After years of much behind the scenes initiatives towards sustainability, the world’s largest retailer has finally revealed their plans for a more sustainable and, of course, more profitable, method of doing business in the coming years. Walmart has made a commitment to substantially reduce their carbon footprint and, being that 90% of their emissions is due to their own supply chain, their suppliers are the ones now feeling their own form of global warming. walmartone
Walmart’s new initiative involves three phases. First, there is the Sustainability Index. Their top 100,000 suppliers worldwide must complete a questionnaire involving a list of 16 specific questions asking if they have measured their greenhouse gas emissions, set public targets for reducing waste, tracked the origin of the products they make and managed social compliance at their factories. Next, the retail giant, whose sales surpassed $400 billion in 2008, is arranging for a Sustainability Consortium with universities and other NGO’s to track and manage the information on their entire line of products. Lastly, the new index will then provide labeling on products so consumers can educate themselves and make buying decisions based on the sustainability of the product.

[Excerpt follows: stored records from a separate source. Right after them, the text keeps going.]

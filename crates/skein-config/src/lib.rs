// SPDX-FileCopyrightText: 2026 Skein Contributors
// SPDX-License-Identifier: MIT OR Apache-2.0

//! Configuration for the Skein ingestion pipeline.
//!
//! TOML files are layered with `SKEIN_*` environment overrides via Figment,
//! unknown keys are rejected, and every failure is reported as a miette
//! diagnostic.
//!
//! ```no_run
//! use skein_config::load_and_validate;
//!
//! let config = load_and_validate().unwrap_or_default();
//! println!("batch size: {}", config.queue.batch_size);
//! ```

pub mod diagnostic;
pub mod loader;
pub mod model;
pub mod validation;

use std::path::Path;

pub use diagnostic::{render_errors, ConfigError};
pub use loader::{load_config, load_config_from_path, load_config_from_str};
pub use model::SkeinConfig;

/// Load from the standard file hierarchy plus environment, then validate.
pub fn load_and_validate() -> Result<SkeinConfig, Vec<ConfigError>> {
    finish(loader::load_config(), collect_toml_sources)
}

/// Load from a TOML string only, then validate.
pub fn load_and_validate_str(toml_content: &str) -> Result<SkeinConfig, Vec<ConfigError>> {
    finish(loader::load_config_from_str(toml_content), || {
        vec![("<inline>".to_string(), toml_content.to_string())]
    })
}

/// Load from one explicit file plus environment, then validate.
pub fn load_and_validate_path(path: &Path) -> Result<SkeinConfig, Vec<ConfigError>> {
    finish(loader::load_config_from_path(path), || {
        read_sources(std::iter::once(path.to_path_buf()))
    })
}

fn finish(
    loaded: Result<SkeinConfig, figment::Error>,
    sources: impl FnOnce() -> Vec<(String, String)>,
) -> Result<SkeinConfig, Vec<ConfigError>> {
    match loaded {
        Ok(config) => {
            validation::validate_config(&config)?;
            tracing::debug!(
                capacity = config.queue.capacity,
                batch_size = config.queue.batch_size,
                "configuration loaded"
            );
            Ok(config)
        }
        Err(err) => Err(diagnostic::figment_to_config_errors(err, &sources())),
    }
}

/// Contents of every config file that exists, keyed the way Figment
/// reports them in error metadata.
fn collect_toml_sources() -> Vec<(String, String)> {
    read_sources(loader::config_file_paths())
}

fn read_sources(paths: impl IntoIterator<Item = std::path::PathBuf>) -> Vec<(String, String)> {
    paths
        .into_iter()
        .filter_map(|path| {
            let content = std::fs::read_to_string(&path).ok()?;
            let absolute = if path.is_absolute() {
                path
            } else {
                std::env::current_dir().ok()?.join(path)
            };
            Some((absolute.display().to_string(), content))
        })
        .collect()
}
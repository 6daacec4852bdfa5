// SPDX-FileCopyrightText: 2026 Skein Contributors
// SPDX-License-Identifier: MIT OR Apache-2.0

//! Delivery client tests: retry budget, error classification, circuit
//! breaking and cancellation.

use std::sync::Arc;
use std::time::Duration;

use skein_core::{Batch, Context, SkeinError};
use skein_hooks::{Hook, HookChain, HookPriority};
use skein_ingest::{DeliveryClient, RetryConfig, Transport};
use skein_resilience::{CircuitBreaker, CircuitConfig, CircuitState};
use skein_test_utils::{events, MockTransport, RecordingHook, Reply};

fn retry(max_retries: u32) -> RetryConfig {
    RetryConfig {
        max_retries,
        base_delay: Duration::from_millis(100),
        max_delay: Duration::from_secs(1),
    }
}

fn client(
    transport: &Arc<MockTransport>,
    circuit: CircuitConfig,
    hooks: HookChain,
    retry: RetryConfig,
) -> DeliveryClient {
    DeliveryClient::new(
        Arc::clone(transport) as Arc<dyn Transport>,
        Arc::new(CircuitBreaker::new("test", circuit)),
        Arc::new(hooks),
        retry,
    )
}

fn lenient_circuit() -> CircuitConfig {
    CircuitConfig {
        failure_threshold: 100,
        ..CircuitConfig::default()
    }
}

#[tokio::test(start_paused = true)]
async fn retryable_status_uses_whole_budget() {
    let transport = Arc::new(MockTransport::new());
    transport.set_fallback(Reply::Status(503));
    let delivery = client(&transport, lenient_circuit(), HookChain::empty(), retry(3));
    let started = tokio::time::Instant::now();

    let err = delivery
        .deliver(&Batch::new(events(2)), &Context::background())
        .await
        .unwrap_err();

    assert!(matches!(err, SkeinError::Api { status: 503, .. }));
    assert_eq!(transport.calls(), 4, "one attempt plus three retries");
    // 100ms + 200ms + 400ms of backoff.
    assert!(started.elapsed() >= Duration::from_millis(700));
}

#[tokio::test(start_paused = true)]
async fn client_error_is_not_retried() {
    let transport = Arc::new(MockTransport::with_replies([Reply::Status(400)]));
    let delivery = client(&transport, lenient_circuit(), HookChain::empty(), retry(3));

    let err = delivery
        .deliver(&Batch::new(events(1)), &Context::background())
        .await
        .unwrap_err();

    assert_eq!(err.status(), Some(400));
    assert_eq!(transport.calls(), 1);
    assert_eq!(delivery.breaker().snapshot().consecutive_failures, 0);
}

#[tokio::test(start_paused = true)]
async fn timeout_then_success_counts_attempts() {
    let transport = Arc::new(MockTransport::with_replies([Reply::Error(
        SkeinError::Timeout {
            duration: Duration::from_secs(10),
        },
    )]));
    let delivery = client(&transport, lenient_circuit(), HookChain::empty(), retry(3));

    let report = delivery
        .deliver(&Batch::new(events(3)), &Context::background())
        .await
        .unwrap();

    assert_eq!(report.attempts, 2);
    assert_eq!(report.succeeded.len(), 3);
    assert!(report.failed.is_empty());
}

#[tokio::test(start_paused = true)]
async fn cancellation_during_backoff_stops_retrying() {
    let transport = Arc::new(MockTransport::new());
    transport.set_fallback(Reply::Status(503));
    let delivery = client(
        &transport,
        lenient_circuit(),
        HookChain::empty(),
        RetryConfig {
            max_retries: 5,
            base_delay: Duration::from_secs(10),
            max_delay: Duration::from_secs(60),
        },
    );

    let ctx = Context::with_timeout(Duration::from_secs(5));
    let err = delivery
        .deliver(&Batch::new(events(1)), &ctx)
        .await
        .unwrap_err();

    assert!(err.is_cancellation(), "got: {err}");
    assert_eq!(transport.calls(), 1);
}

#[tokio::test(start_paused = true)]
async fn open_circuit_fails_fast_without_calling_transport() {
    let transport = Arc::new(MockTransport::new());
    transport.set_fallback(Reply::Status(503));
    let circuit = CircuitConfig {
        failure_threshold: 2,
        cooldown: Duration::from_secs(30),
        ..CircuitConfig::default()
    };
    let delivery = client(&transport, circuit, HookChain::empty(), retry(0));
    let ctx = Context::background();

    for _ in 0..2 {
        let err = delivery.deliver(&Batch::new(events(1)), &ctx).await.unwrap_err();
        assert_eq!(err.status(), Some(503));
    }
    assert_eq!(delivery.breaker().state(), CircuitState::Open);

    let err = delivery.deliver(&Batch::new(events(1)), &ctx).await.unwrap_err();
    assert!(matches!(err, SkeinError::CircuitOpen { .. }));
    assert_eq!(transport.calls(), 2);
}

#[tokio::test(start_paused = true)]
async fn circuit_recovers_through_half_open_trial() {
    let transport = Arc::new(MockTransport::with_replies([Reply::Status(503)]));
    let circuit = CircuitConfig {
        failure_threshold: 1,
        cooldown: Duration::from_secs(5),
        ..CircuitConfig::default()
    };
    let delivery = client(&transport, circuit, HookChain::empty(), retry(0));
    let ctx = Context::background();

    delivery.deliver(&Batch::new(events(1)), &ctx).await.unwrap_err();
    assert_eq!(delivery.breaker().state(), CircuitState::Open);

    tokio::time::sleep(Duration::from_secs(6)).await;
    let report = delivery.deliver(&Batch::new(events(1)), &ctx).await.unwrap();
    assert!(report.is_complete_success());
    assert_eq!(delivery.breaker().state(), CircuitState::Closed);
}

#[tokio::test(start_paused = true)]
async fn hooks_see_every_attempt() {
    let transport = Arc::new(MockTransport::with_replies([Reply::Status(502)]));
    let recorder = RecordingHook::new().with_header("x-attempt-source", "test");
    let hooks = HookChain::builder()
        .add_hook("recorder", Hook::both(recorder.clone()), HookPriority::Observational)
        .build()
        .unwrap();
    let delivery = client(&transport, lenient_circuit(), hooks, retry(2));

    delivery
        .deliver(&Batch::new(events(2)), &Context::background())
        .await
        .unwrap();

    let attempts: Vec<u32> = recorder.requests().iter().map(|r| r.attempt).collect();
    assert_eq!(attempts, vec![1, 2]);

    let responses = recorder.responses();
    assert_eq!(responses.len(), 2);
    assert_eq!(responses[0].status, Some(502));
    assert!(!responses[0].is_success());
    assert_eq!(responses[1].status, Some(200));
    assert_eq!(responses[1].succeeded, 2);

    assert!(
        transport
            .requests()
            .iter()
            .all(|r| r.headers.get("x-attempt-source").map(String::as_str) == Some("test"))
    );
}
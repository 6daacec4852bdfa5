// SPDX-FileCopyrightText: 2026 Skein Contributors
// SPDX-License-Identifier: MIT OR Apache-2.0

//! Configuration model structs for the Skein ingestion pipeline.
//!
//! All structs use `#[serde(deny_unknown_fields)]` so a mistyped key fails
//! at startup with a suggestion instead of being silently ignored.

use serde::{Deserialize, Serialize};
use skein_core::{Decision, OverflowPolicy};

/// Top-level Skein configuration.
///
/// Every section is optional and falls back to its defaults.
#[derive(Debug, Clone, Default, PartialEq, Deserialize, Serialize)]
#[serde(deny_unknown_fields)]
pub struct SkeinConfig {
    /// Collector endpoint and credentials.
    #[serde(default)]
    pub client: ClientConfig,

    /// Event queue and batching.
    #[serde(default)]
    pub queue: QueueConfig,

    /// Delivery retry policy.
    #[serde(default)]
    pub retry: RetryConfig,

    /// Circuit breaker around the collector.
    #[serde(default)]
    pub circuit: CircuitConfig,

    /// Queue-depth backpressure levels.
    #[serde(default)]
    pub backpressure: BackpressureConfig,

    /// Async error reporting.
    #[serde(default)]
    pub errors: ErrorsConfig,

    /// Graceful shutdown.
    #[serde(default)]
    pub shutdown: ShutdownConfig,
}

/// Collector connection settings.
#[derive(Debug, Clone, PartialEq, Eq, Deserialize, Serialize)]
#[serde(deny_unknown_fields)]
pub struct ClientConfig {
    /// Base URL of the collector, without the ingestion path.
    #[serde(default = "default_base_url")]
    pub base_url: String,

    /// Public key used as the basic-auth user name.
    #[serde(default)]
    pub public_key: String,

    /// Secret key used as the basic-auth password.
    #[serde(default)]
    pub secret_key: String,

    /// Per-request HTTP timeout.
    #[serde(default = "default_request_timeout_secs")]
    pub timeout_secs: u64,

    /// Logging level (trace, debug, info, warn, error).
    #[serde(default = "default_log_level")]
    pub log_level: String,
}

impl Default for ClientConfig {
    fn default() -> Self {
        Self {
            base_url: default_base_url(),
            public_key: String::new(),
            secret_key: String::new(),
            timeout_secs: default_request_timeout_secs(),
            log_level: default_log_level(),
        }
    }
}

fn default_base_url() -> String {
    "http://localhost:3000".to_string()
}

fn default_request_timeout_secs() -> u64 {
    10
}

fn default_log_level() -> String {
    "info".to_string()
}

/// Queue and batcher settings.
#[derive(Debug, Clone, PartialEq, Eq, Deserialize, Serialize)]
#[serde(deny_unknown_fields)]
pub struct QueueConfig {
    /// Maximum number of pending events.
    #[serde(default = "default_capacity")]
    pub capacity: usize,

    /// Events per batch; reaching it triggers a drain.
    #[serde(default = "default_batch_size")]
    pub batch_size: usize,

    /// Maximum time an event waits before a timer-triggered drain.
    #[serde(default = "default_flush_interval_ms")]
    pub flush_interval_ms: u64,

    /// What happens to a new event when the queue is full.
    #[serde(default)]
    pub overflow_policy: OverflowPolicy,

    /// Concurrent batch deliveries. Values above 1 give up cross-batch ordering.
    #[serde(default = "default_delivery_workers")]
    pub delivery_workers: usize,
}

impl Default for QueueConfig {
    fn default() -> Self {
        Self {
            capacity: default_capacity(),
            batch_size: default_batch_size(),
            flush_interval_ms: default_flush_interval_ms(),
            overflow_policy: OverflowPolicy::default(),
            delivery_workers: default_delivery_workers(),
        }
    }
}

fn default_capacity() -> usize {
    10_000
}

fn default_batch_size() -> usize {
    100
}

fn default_flush_interval_ms() -> u64 {
    1_000
}

fn default_delivery_workers() -> usize {
    1
}

/// Retry policy for a single batch.
#[derive(Debug, Clone, PartialEq, Eq, Deserialize, Serialize)]
#[serde(deny_unknown_fields)]
pub struct RetryConfig {
    /// Attempts after the first one.
    #[serde(default = "default_max_retries")]
    pub max_retries: u32,

    #[serde(default = "default_base_delay_ms")]
    pub base_delay_ms: u64,

    #[serde(default = "default_max_delay_ms")]
    pub max_delay_ms: u64,
}

impl Default for RetryConfig {
    fn default() -> Self {
        Self {
            max_retries: default_max_retries(),
            base_delay_ms: default_base_delay_ms(),
            max_delay_ms: default_max_delay_ms(),
        }
    }
}

fn default_max_retries() -> u32 {
    3
}

fn default_base_delay_ms() -> u64 {
    500
}

fn default_max_delay_ms() -> u64 {
    30_000
}

/// Circuit breaker settings.
#[derive(Debug, Clone, PartialEq, Deserialize, Serialize)]
#[serde(deny_unknown_fields)]
pub struct CircuitConfig {
    /// Consecutive failures that open the circuit.
    #[serde(default = "default_failure_threshold")]
    pub failure_threshold: u32,

    /// Seconds spent open before a trial call.
    #[serde(default = "default_cooldown_secs")]
    pub cooldown_secs: u64,

    /// Optional failure ratio (0.0 to 1.0) that also opens the circuit.
    #[serde(default)]
    pub failure_rate_threshold: Option<f64>,

    /// Calls observed before the failure ratio applies.
    #[serde(default = "default_min_requests_for_rate")]
    pub min_requests_for_rate: u32,

    /// Most recent calls the failure ratio is computed over.
    #[serde(default = "default_rate_window")]
    pub rate_window: u32,
}

impl Default for CircuitConfig {
    fn default() -> Self {
        Self {
            failure_threshold: default_failure_threshold(),
            cooldown_secs: default_cooldown_secs(),
            failure_rate_threshold: None,
            min_requests_for_rate: default_min_requests_for_rate(),
            rate_window: default_rate_window(),
        }
    }
}

fn default_failure_threshold() -> u32 {
    5
}

fn default_cooldown_secs() -> u64 {
    30
}

fn default_min_requests_for_rate() -> u32 {
    10
}

fn default_rate_window() -> u32 {
    100
}

/// Backpressure thresholds (fractions of queue capacity) and the decision
/// producers get at each level.
#[derive(Debug, Clone, PartialEq, Deserialize, Serialize)]
#[serde(deny_unknown_fields)]
pub struct BackpressureConfig {
    #[serde(default = "default_elevated_threshold")]
    pub elevated_threshold: f64,

    #[serde(default = "default_high_threshold")]
    pub high_threshold: f64,

    #[serde(default = "default_critical_threshold")]
    pub critical_threshold: f64,

    #[serde(default)]
    pub normal_decision: Decision,

    #[serde(default)]
    pub elevated_decision: Decision,

    #[serde(default)]
    pub high_decision: Decision,

    #[serde(default = "default_critical_decision")]
    pub critical_decision: Decision,
}

impl Default for BackpressureConfig {
    fn default() -> Self {
        Self {
            elevated_threshold: default_elevated_threshold(),
            high_threshold: default_high_threshold(),
            critical_threshold: default_critical_threshold(),
            normal_decision: Decision::Proceed,
            elevated_decision: Decision::Proceed,
            high_decision: Decision::Proceed,
            critical_decision: default_critical_decision(),
        }
    }
}

fn default_elevated_threshold() -> f64 {
    0.5
}

fn default_high_threshold() -> f64 {
    0.8
}

fn default_critical_threshold() -> f64 {
    0.95
}

fn default_critical_decision() -> Decision {
    Decision::Block
}

/// Async error reporter settings.
#[derive(Debug, Clone, PartialEq, Eq, Deserialize, Serialize)]
#[serde(deny_unknown_fields)]
pub struct ErrorsConfig {
    /// Buffered background errors before new ones are dropped.
    #[serde(default = "default_buffer_capacity")]
    pub buffer_capacity: usize,
}

impl Default for ErrorsConfig {
    fn default() -> Self {
        Self {
            buffer_capacity: default_buffer_capacity(),
        }
    }
}

fn default_buffer_capacity() -> usize {
    100
}

/// Graceful shutdown settings.
#[derive(Debug, Clone, PartialEq, Eq, Deserialize, Serialize)]
#[serde(deny_unknown_fields)]
pub struct ShutdownConfig {
    /// Upper bound on the final drain.
    #[serde(default = "default_shutdown_timeout_secs")]
    pub timeout_secs: u64,
}

impl Default for ShutdownConfig {
    fn default() -> Self {
        Self {
            timeout_secs: default_shutdown_timeout_secs(),
        }
    }
}

fn default_shutdown_timeout_secs() -> u64 {
    30
}
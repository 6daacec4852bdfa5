// SPDX-FileCopyrightText: 2026 Skein Contributors
// SPDX-License-Identifier: MIT OR Apache-2.0

//! Error types for the Skein ingestion pipeline.
//!
//! Every failure is a structured [`SkeinError`] value. Callers that need to
//! branch on the category use [`SkeinError::kind`] instead of comparing
//! against shared sentinel values.

use std::time::Duration;

use serde::{Deserialize, Serialize};
use strum::{Display, EnumString};
use thiserror::Error;

/// Coarse classification of a [`SkeinError`].
#[derive(
    Debug, Clone, Copy, PartialEq, Eq, Hash, Display, EnumString, Serialize, Deserialize,
)]
#[strum(serialize_all = "snake_case")]
#[serde(rename_all = "snake_case")]
pub enum ErrorKind {
    Validation,
    Api,
    QueueFull,
    CircuitOpen,
    Shutdown,
    Closed,
    Cancelled,
    Timeout,
    Network,
    Hook,
    Config,
    Internal,
}

/// The primary error type used across the Skein workspace.
#[derive(Debug, Clone, Error)]
pub enum SkeinError {
    /// Caller mistake (malformed event, bad argument). Never retryable.
    #[error("validation error: {message}")]
    Validation {
        field: Option<String>,
        message: String,
    },

    /// The collector answered with a non-success HTTP status.
    #[error("API error ({status}): {message}")]
    Api { status: u16, message: String },

    /// The pending-event buffer is at capacity and the overflow policy rejects.
    #[error("event queue is full (capacity {capacity})")]
    QueueFull { capacity: usize },

    /// The circuit breaker is open and the call was rejected without a transport attempt.
    #[error("circuit breaker `{name}` is open")]
    CircuitOpen {
        name: String,
        retry_after: Option<Duration>,
    },

    /// Shutdown finished with events that were never delivered.
    #[error("shutdown incomplete: {pending_events} events not sent")]
    Shutdown { pending_events: usize },

    /// The pipeline no longer accepts events.
    #[error("pipeline is closed")]
    Closed,

    /// The caller's operation context was cancelled.
    #[error("operation cancelled")]
    Cancelled,

    /// The caller's deadline (or a transport timeout) elapsed.
    #[error("operation timed out after {duration:?}")]
    Timeout { duration: Duration },

    /// Connection-level transport failure.
    #[error("network error: {message}")]
    Network { message: String },

    /// A hook failed. Only critical hook failures abort a request.
    #[error("hook `{name}` failed: {message}")]
    Hook { name: String, message: String },

    /// Invalid configuration handed to a component constructor.
    #[error("configuration error: {0}")]
    Config(String),

    /// Internal or unexpected errors.
    #[error("internal error: {0}")]
    Internal(String),
}

impl SkeinError {
    /// Shorthand for a validation error without a field name.
    pub fn validation(message: impl Into<String>) -> Self {
        Self::Validation {
            field: None,
            message: message.into(),
        }
    }

    /// Shorthand for a validation error on a specific field.
    pub fn invalid_field(field: impl Into<String>, message: impl Into<String>) -> Self {
        Self::Validation {
            field: Some(field.into()),
            message: message.into(),
        }
    }

    /// Shorthand for an API error.
    pub fn api(status: u16, message: impl Into<String>) -> Self {
        Self::Api {
            status,
            message: message.into(),
        }
    }

    /// Shorthand for a network error.
    pub fn network(message: impl Into<String>) -> Self {
        Self::Network {
            message: message.into(),
        }
    }

    /// Returns the error's category.
    pub fn kind(&self) -> ErrorKind {
        match self {
            Self::Validation { .. } => ErrorKind::Validation,
            Self::Api { .. } => ErrorKind::Api,
            Self::QueueFull { .. } => ErrorKind::QueueFull,
            Self::CircuitOpen { .. } => ErrorKind::CircuitOpen,
            Self::Shutdown { .. } => ErrorKind::Shutdown,
            Self::Closed => ErrorKind::Closed,
            Self::Cancelled => ErrorKind::Cancelled,
            Self::Timeout { .. } => ErrorKind::Timeout,
            Self::Network { .. } => ErrorKind::Network,
            Self::Hook { .. } => ErrorKind::Hook,
            Self::Config(_) => ErrorKind::Config,
            Self::Internal(_) => ErrorKind::Internal,
        }
    }

    /// HTTP status carried by an API error, if any.
    pub fn status(&self) -> Option<u16> {
        match self {
            Self::Api { status, .. } => Some(*status),
            _ => None,
        }
    }

    /// Whether a later attempt of the same operation may succeed.
    ///
    /// API errors are retryable only for 429 and 5xx. Errors without a
    /// classification (network, timeout, internal) are treated as retryable.
    pub fn is_retryable(&self) -> bool {
        match self {
            Self::Api { status, .. } => is_retryable_status(*status),
            Self::Network { .. }
            | Self::Timeout { .. }
            | Self::Internal(_)
            | Self::CircuitOpen { .. }
            | Self::QueueFull { .. } => true,
            Self::Validation { .. }
            | Self::Shutdown { .. }
            | Self::Closed
            | Self::Cancelled
            | Self::Hook { .. }
            | Self::Config(_) => false,
        }
    }

    /// Whether this error came from the caller's context ending.
    pub fn is_cancellation(&self) -> bool {
        matches!(self, Self::Cancelled | Self::Timeout { .. })
    }
}

/// Returns true for HTTP status codes worth retrying (429 and 5xx).
pub fn is_retryable_status(status: u16) -> bool {
    status == 429 || (500..=599).contains(&status)
}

How will this affect other companies in other industries? Analysts agree that the new Sustainability Index will have far-reaching effects well beyond the retail environment. Already, several companies, including Samsung, have announced their own “me too” sustainability policies. Companies are rushing to prepare their own sustainability statements and work on sustainability plans.
Walmart and other large companies realize that there is no turning back the power of an educated populace, and in doing so, ensuring those dollars keep rolling in.